Wirtschaftsforum: Wie ist die MCE entstanden?

Dieter Reitz: Sie ist 1989 aus einer Privatisierung der damaligen Stahlindustrie in Österreich hervorgegangen. Aufgrund der europaweiten Stahlkrise hatte der Staat entschieden, den großen Stahlhersteller VÖEST und seine Bereiche, unter anderem den Stahlbau, zu privatisieren. In mehreren Schritten wurden die 23 Unternehmen mit dem Kunstnamen MCE vom Staat entlassen. Seitdem gab es mehrere Eigentümerwechsel. 2009 wurde die MCE AG von der Bilfinger SE gekauft. Nachdem sie 2014/2015 bereits den gesamten Ingenieurbau mit Ausnahme der MCE Stahl- und Maschinenbau verkauft hatte, wurde die nunmehr firmierte MCE GmbH 2016 von der HABAU Hoch- und Tiefbaugesellschaft als Teil der Habau Group-Unternehmensgruppe übernommen. Mit ihr fand man endlich einen strategischen Käufer, der zudem trotz eines Umsatzes von 1,6 Milliarden EUR eigentümergeführt ist.

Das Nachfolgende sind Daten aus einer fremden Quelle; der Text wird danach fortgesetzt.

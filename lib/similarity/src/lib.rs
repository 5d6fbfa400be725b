//! # meshsim Similarity
//!
//! Semantic similarity between MeSH concepts, computed over a
//! [`Hierarchy`](meshsim_core::Hierarchy).
//!
//! ## Features
//!
//! - **Information content**: Resnik, Lin, Jiang and Rel scores from corpus frequencies
//! - **Path measures**: Wang semantic-value vectors and inverse shortest path length
//! - **Term comparison**: narrow concepts expanded to their broader main headings
//! - **Filtering**: drop ancestors or overly broad concepts from a hit list
//!
//! ## Example
//!
//! ```rust
//! use std::sync::Arc;
//! use meshsim_core::{Category, ConceptId, ConceptRecord, MemoryOntology, Navigator};
//! use meshsim_similarity::{EngineConfig, SimilarityMethod, TermSimilarity};
//!
//! let id = |s: &str| ConceptId::parse(s).unwrap();
//! let store = MemoryOntology::builder()
//!     .concept(ConceptRecord::new(id("D000001"), "Root").with_path_code("C01".parse().unwrap()))
//!     .concept(ConceptRecord::new(id("D000002"), "Left").with_path_code("C01.001".parse().unwrap()).with_frequency(0.4))
//!     .concept(ConceptRecord::new(id("D000003"), "Right").with_path_code("C01.002".parse().unwrap()).with_frequency(0.6))
//!     .edge(id("D000002"), id("D000001"), Category::C)
//!     .edge(id("D000003"), id("D000001"), Category::C)
//!     .build()
//!     .unwrap();
//!
//! let terms = TermSimilarity::new(Arc::new(Navigator::new(Arc::new(store))), EngineConfig::default()).unwrap();
//! let scores = terms
//!     .term_similarity(&id("D000002"), &id("D000003"), Category::C, SimilarityMethod::Wang)
//!     .unwrap();
//! assert_eq!(scores.len(), 1);
//! ```
//!
//! ## Architecture
//!
//! ```text
//! ┌─────────────┐     ┌─────────────┐
//! │  Navigator  │────>│  IC engine  │──┐
//! │ (closures)  │     └─────────────┘  │   ┌─────────────────┐
//! │             │     ┌─────────────┐  ├──>│ TermSimilarity  │──> ScoreObserver
//! │             │────>│ Path engine │──┘   └─────────────────┘
//! └─────────────┘     └─────────────┘
//! ```

pub mod config;
pub mod filter;
pub mod ic;
pub mod observer;
pub mod path;
pub mod score;
pub mod term;
mod validate;

#[cfg(test)]
mod fixtures;

pub use config::{EngineConfig, SubsumerStrategy, DEFAULT_DECAY, DEFAULT_MASS_TOLERANCE};
pub use filter::ConceptFilter;
pub use ic::{FrequencyDistribution, InformationContentEngine, LeastCommonSubsumer, MaxInformation};
pub use observer::{CollectingObserver, ScoreObserver, TracingObserver};
pub use path::{PathEngine, SemanticValueVector};
pub use score::{IcScores, PairScore, Similarity, SimilarityMethod};
pub use term::TermSimilarity;
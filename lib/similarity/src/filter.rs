//! Pruning of concept lists, e.g. the MeSH hits extracted from one text.
//!
//! Narrow concepts have no hierarchy position; they pass through both
//! filters untouched.

use ahash::AHashSet;
use meshsim_core::{ConceptId, Hierarchy, Result};
use std::sync::Arc;
use tracing::debug;

pub struct ConceptFilter {
    hierarchy: Arc<dyn Hierarchy>,
}

impl ConceptFilter {
    pub fn new(hierarchy: Arc<dyn Hierarchy>) -> Self {
        Self { hierarchy }
    }

    /// Drop every id that is a proper ancestor of another id in the list, in
    /// any of its categories. Duplicates collapse to their first occurrence.
    pub fn discard_ancestors(&self, ids: &[ConceptId]) -> Result<Vec<ConceptId>> {
        let mut seen = AHashSet::new();
        let unique: Vec<&ConceptId> = ids.iter().filter(|id| seen.insert(*id)).collect();

        let mut covered: AHashSet<ConceptId> = AHashSet::new();
        for id in unique.iter().filter(|id| !id.is_narrow()) {
            for category in self.hierarchy.categories_of(id)? {
                let ancestors = self.hierarchy.ancestor_closure(id, category)?;
                covered.extend(ancestors.proper().cloned());
            }
        }

        let kept: Vec<ConceptId> = unique
            .into_iter()
            .filter(|id| !covered.contains(*id))
            .cloned()
            .collect();
        debug!(input = ids.len(), kept = kept.len(), "ancestors discarded");
        Ok(kept)
    }

    /// Drop ids with more than `max_descendants` distinct proper descendants
    /// across their categories
    pub fn discard_broad(&self, ids: &[ConceptId], max_descendants: usize) -> Result<Vec<ConceptId>> {
        let mut kept = Vec::with_capacity(ids.len());
        for id in ids {
            if id.is_narrow() {
                kept.push(id.clone());
                continue;
            }
            let mut descendants: AHashSet<&ConceptId> = AHashSet::new();
            let closures = self
                .hierarchy
                .categories_of(id)?
                .into_iter()
                .map(|category| self.hierarchy.descendant_closure(id, category))
                .collect::<Result<Vec<_>>>()?;
            for closure in &closures {
                descendants.extend(closure.proper());
            }
            if descendants.len() <= max_descendants {
                kept.push(id.clone());
            }
        }
        debug!(input = ids.len(), kept = kept.len(), max_descendants, "broad concepts discarded");
        Ok(kept)
    }
}
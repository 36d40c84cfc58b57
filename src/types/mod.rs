//! Type definitions for machine readings and prediction records

pub mod prediction;
pub mod reading;

pub use prediction::{PredictionRecord, Verdict};
pub use reading::{MachineReading, ProductQuality};
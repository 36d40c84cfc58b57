//! Error types for prediction requests and the prediction log.
//!
//! Startup failures (configuration, model loading) are reported through
//! `anyhow`; everything that can happen while serving a request is typed here.

use std::path::PathBuf;
use thiserror::Error;

/// A submitted reading is outside the accepted domain.
///
/// Raised before inference; nothing is sent to the model and nothing is logged.
#[derive(Debug, Clone, Error, PartialEq)]
pub enum ValidationError {
    /// A numeric field is outside its inclusive range.
    #[error("Field '{field}' value {value} is out of bounds [{min}, {max}]")]
    OutOfRange {
        field: &'static str,
        value: f64,
        min: f64,
        max: f64,
    },

    /// A float field is NaN or infinite.
    #[error("Field '{field}' must be a finite number")]
    NotFinite { field: &'static str },

    /// Product quality code is not one of 0 (Low), 1 (Medium), 2 (High).
    #[error("Unknown product quality {0}, expected 0 (Low), 1 (Medium) or 2 (High)")]
    UnknownProductQuality(i64),
}

/// The classifier failed or produced an unusable answer.
#[derive(Debug, Clone, Error, PartialEq)]
pub enum InferenceError {
    /// Label outside {0, 1}.
    #[error("Classifier returned unexpected label {0}")]
    UnexpectedLabel(i64),

    /// Label output is a float that is not a whole number.
    #[error("Classifier returned non-integral label {0}")]
    NonIntegralLabel(f32),

    /// Number of labels does not match the number of rows submitted.
    #[error("Classifier returned {actual} labels for {expected} rows")]
    LabelCount { expected: usize, actual: usize },

    /// Model runtime failure.
    #[error("Classifier failed: {0}")]
    Runtime(String),
}

impl InferenceError {
    pub fn runtime(err: impl std::fmt::Display) -> Self {
        Self::Runtime(err.to_string())
    }
}

/// Appending to or reading the prediction log failed.
#[derive(Debug, Error)]
pub enum LogError {
    #[error("Prediction log I/O error at {}: {source}", .path.display())]
    Io {
        path: PathBuf,
        #[source]
        source: std::io::Error,
    },

    #[error("Prediction log CSV error at {}: {source}", .path.display())]
    Csv {
        path: PathBuf,
        #[source]
        source: csv::Error,
    },
}

impl LogError {
    pub(crate) fn io(path: impl Into<PathBuf>, source: std::io::Error) -> Self {
        Self::Io {
            path: path.into(),
            source,
        }
    }

    pub(crate) fn csv(path: impl Into<PathBuf>, source: csv::Error) -> Self {
        Self::Csv {
            path: path.into(),
            source,
        }
    }
}

/// Why a prediction request produced no verdict.
///
/// Log failures are not represented here; they never cancel a verdict.
#[derive(Debug, Error)]
pub enum PredictionError {
    #[error("Invalid reading: {0}")]
    Validation(#[from] ValidationError),

    #[error("Inference failed: {0}")]
    Inference(#[from] InferenceError),
}

impl PredictionError {
    /// Short machine readable category
    pub fn kind(&self) -> &'static str {
        match self {
            PredictionError::Validation(_) => "validation",
            PredictionError::Inference(_) => "inference",
        }
    }
}
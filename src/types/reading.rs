//! Machine sensor readings submitted for a maintenance prediction

use crate::error::ValidationError;
use serde::{Deserialize, Serialize};
use std::fmt;
use std::ops::RangeInclusive;

/// Accepted air temperature in Kelvin
pub const AIR_TEMPERATURE_K: RangeInclusive<f64> = 200.0..=500.0;
/// Accepted process temperature in Kelvin
pub const PROCESS_TEMPERATURE_K: RangeInclusive<f64> = 200.0..=500.0;
/// Accepted spindle speed in rpm
pub const ROTATIONAL_SPEED_RPM: RangeInclusive<i64> = 0..=5000;
/// Accepted torque in Nm
pub const TORQUE_NM: RangeInclusive<f64> = 0.0..=100.0;
/// Accepted cumulative tool wear in minutes
pub const TOOL_WEAR_MIN: RangeInclusive<i64> = 0..=500;

/// Product quality variant of the machined part
#[derive(Debug, Clone, Copy, PartialEq, Eq)]
pub enum ProductQuality {
    Low = 0,
    Medium = 1,
    High = 2,
}

impl ProductQuality {
    pub const ALL: [ProductQuality; 3] = [Self::Low, Self::Medium, Self::High];

    /// Integer code the classifier was trained on
    pub fn code(self) -> i64 {
        self as i64
    }

    /// Label shown in the input form
    pub fn label(self) -> &'static str {
        match self {
            ProductQuality::Low => "Low (0)",
            ProductQuality::Medium => "Medium (1)",
            ProductQuality::High => "High (2)",
        }
    }
}

impl TryFrom<i64> for ProductQuality {
    type Error = ValidationError;

    fn try_from(code: i64) -> Result<Self, Self::Error> {
        match code {
            0 => Ok(ProductQuality::Low),
            1 => Ok(ProductQuality::Medium),
            2 => Ok(ProductQuality::High),
            other => Err(ValidationError::UnknownProductQuality(other)),
        }
    }
}

impl From<ProductQuality> for i64 {
    fn from(quality: ProductQuality) -> Self {
        quality.code()
    }
}

impl fmt::Display for ProductQuality {
    fn fmt(&self, f: &mut fmt::Formatter<'_>) -> fmt::Result {
        f.write_str(self.label())
    }
}

/// One set of sensor readings for a single machine.
///
/// Integer fields are wide and signed so that nonsense submissions such as a
/// negative speed survive deserialization and are reported by [`validate`].
///
/// [`validate`]: MachineReading::validate
#[derive(Debug, Clone, PartialEq, Serialize, Deserialize)]
pub struct MachineReading {
    /// Air temperature [K]
    pub air_temperature_k: f64,
    /// Process temperature [K]
    pub process_temperature_k: f64,
    /// Rotational speed [rpm]
    pub rotational_speed_rpm: i64,
    /// Torque [Nm]
    pub torque_nm: f64,
    /// Tool wear [min]
    pub tool_wear_min: i64,
    /// Product quality code (0 = Low, 1 = Medium, 2 = High)
    pub product_quality: i64,
}

impl MachineReading {
    /// Create a reading from its six fields
    pub fn new(
        air_temperature_k: f64,
        process_temperature_k: f64,
        rotational_speed_rpm: i64,
        torque_nm: f64,
        tool_wear_min: i64,
        product_quality: i64,
    ) -> Self {
        Self {
            air_temperature_k,
            process_temperature_k,
            rotational_speed_rpm,
            torque_nm,
            tool_wear_min,
            product_quality,
        }
    }

    /// Check every field against its accepted domain.
    ///
    /// Fields are checked in feature order and the first violation is
    /// returned. NaN and infinite floats are rejected.
    pub fn validate(&self) -> Result<(), ValidationError> {
        check_float("air_temperature_k", self.air_temperature_k, AIR_TEMPERATURE_K)?;
        check_float(
            "process_temperature_k",
            self.process_temperature_k,
            PROCESS_TEMPERATURE_K,
        )?;
        check_int(
            "rotational_speed_rpm",
            self.rotational_speed_rpm,
            ROTATIONAL_SPEED_RPM,
        )?;
        check_float("torque_nm", self.torque_nm, TORQUE_NM)?;
        check_int("tool_wear_min", self.tool_wear_min, TOOL_WEAR_MIN)?;
        ProductQuality::try_from(self.product_quality)?;
        Ok(())
    }
}

impl Default for MachineReading {
    /// Form defaults: a cool, lightly worn machine at nominal speed
    fn default() -> Self {
        Self::new(300.0, 300.0, 1500, 40.0, 10, ProductQuality::Low.code())
    }
}

fn check_float(
    field: &'static str,
    value: f64,
    range: RangeInclusive<f64>,
) -> Result<(), ValidationError> {
    if !value.is_finite() {
        return Err(ValidationError::NotFinite { field });
    }
    if !range.contains(&value) {
        return Err(ValidationError::OutOfRange {
            field,
            value,
            min: *range.start(),
            max: *range.end(),
        });
    }
    Ok(())
}

fn check_int(
    field: &'static str,
    value: i64,
    range: RangeInclusive<i64>,
) -> Result<(), ValidationError> {
    if !range.contains(&value) {
        return Err(ValidationError::OutOfRange {
            field,
            value: value as f64,
            min: *range.start() as f64,
            max: *range.end() as f64,
        });
    }
    Ok(())
}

Wirtschaftsforum: Wie ist die MCE heute aufgestellt?

Dieter Reitz: Wir haben Niederlassungen in Bremen, Mainz, Toulouse und Sevilla sowie Tochterunternehmen in Tschechien und Ungarn. Die MCE beschäftigt aktuell 550 Mitarbeiter. Unser Jahresumsatz liegt bei über 100 Millionen EUR. Neben dem Stahlbrückenbau, unserem größten Geschäftsbereich, sind wir in mehreren weiteren Bereichen des Stahlbaus tätig.

Wirtschaftsforum: Welche Bereiche sind das?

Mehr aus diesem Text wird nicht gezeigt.